DATA FOR REVIEW Block Start
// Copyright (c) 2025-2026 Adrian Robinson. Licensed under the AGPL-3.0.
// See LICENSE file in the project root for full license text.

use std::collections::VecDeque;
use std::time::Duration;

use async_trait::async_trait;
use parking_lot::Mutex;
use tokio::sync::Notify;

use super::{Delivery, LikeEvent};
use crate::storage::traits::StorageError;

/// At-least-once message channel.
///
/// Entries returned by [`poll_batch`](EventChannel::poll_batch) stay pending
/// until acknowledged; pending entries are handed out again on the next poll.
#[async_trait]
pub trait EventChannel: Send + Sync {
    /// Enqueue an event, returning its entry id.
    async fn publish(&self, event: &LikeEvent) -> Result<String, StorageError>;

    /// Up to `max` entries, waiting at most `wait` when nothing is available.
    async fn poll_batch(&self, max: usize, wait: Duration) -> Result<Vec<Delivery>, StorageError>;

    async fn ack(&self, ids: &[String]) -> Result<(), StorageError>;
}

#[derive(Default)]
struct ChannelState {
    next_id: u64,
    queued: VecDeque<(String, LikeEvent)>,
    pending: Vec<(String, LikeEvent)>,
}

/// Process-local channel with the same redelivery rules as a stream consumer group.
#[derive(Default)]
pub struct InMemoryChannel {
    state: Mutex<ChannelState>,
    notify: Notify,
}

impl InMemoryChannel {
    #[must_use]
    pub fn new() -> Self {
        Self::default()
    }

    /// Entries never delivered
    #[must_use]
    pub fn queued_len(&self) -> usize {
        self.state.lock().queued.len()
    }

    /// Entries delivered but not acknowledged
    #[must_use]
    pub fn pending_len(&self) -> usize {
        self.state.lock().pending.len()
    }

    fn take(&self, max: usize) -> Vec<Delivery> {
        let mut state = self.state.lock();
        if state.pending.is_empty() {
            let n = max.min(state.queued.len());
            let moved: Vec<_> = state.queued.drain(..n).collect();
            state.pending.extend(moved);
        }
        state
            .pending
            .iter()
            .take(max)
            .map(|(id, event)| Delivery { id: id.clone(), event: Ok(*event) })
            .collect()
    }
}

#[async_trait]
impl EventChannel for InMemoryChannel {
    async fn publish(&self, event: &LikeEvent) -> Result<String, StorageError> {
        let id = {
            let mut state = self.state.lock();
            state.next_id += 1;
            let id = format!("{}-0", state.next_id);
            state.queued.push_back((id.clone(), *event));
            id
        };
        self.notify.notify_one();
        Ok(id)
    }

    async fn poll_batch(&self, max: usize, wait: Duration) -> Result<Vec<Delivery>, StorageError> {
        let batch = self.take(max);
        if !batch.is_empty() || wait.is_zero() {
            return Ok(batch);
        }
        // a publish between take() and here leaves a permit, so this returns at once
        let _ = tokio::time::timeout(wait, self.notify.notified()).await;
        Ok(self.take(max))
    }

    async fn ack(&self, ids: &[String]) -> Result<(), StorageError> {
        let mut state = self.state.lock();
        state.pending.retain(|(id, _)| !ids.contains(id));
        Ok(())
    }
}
DATA FOR REVIEW Block End
Find the word "tokio" in the records, and report each line that has it.

use tokio::sync::Notify;
        let _ = tokio::time::timeout(wait, self.notify.notified()).await;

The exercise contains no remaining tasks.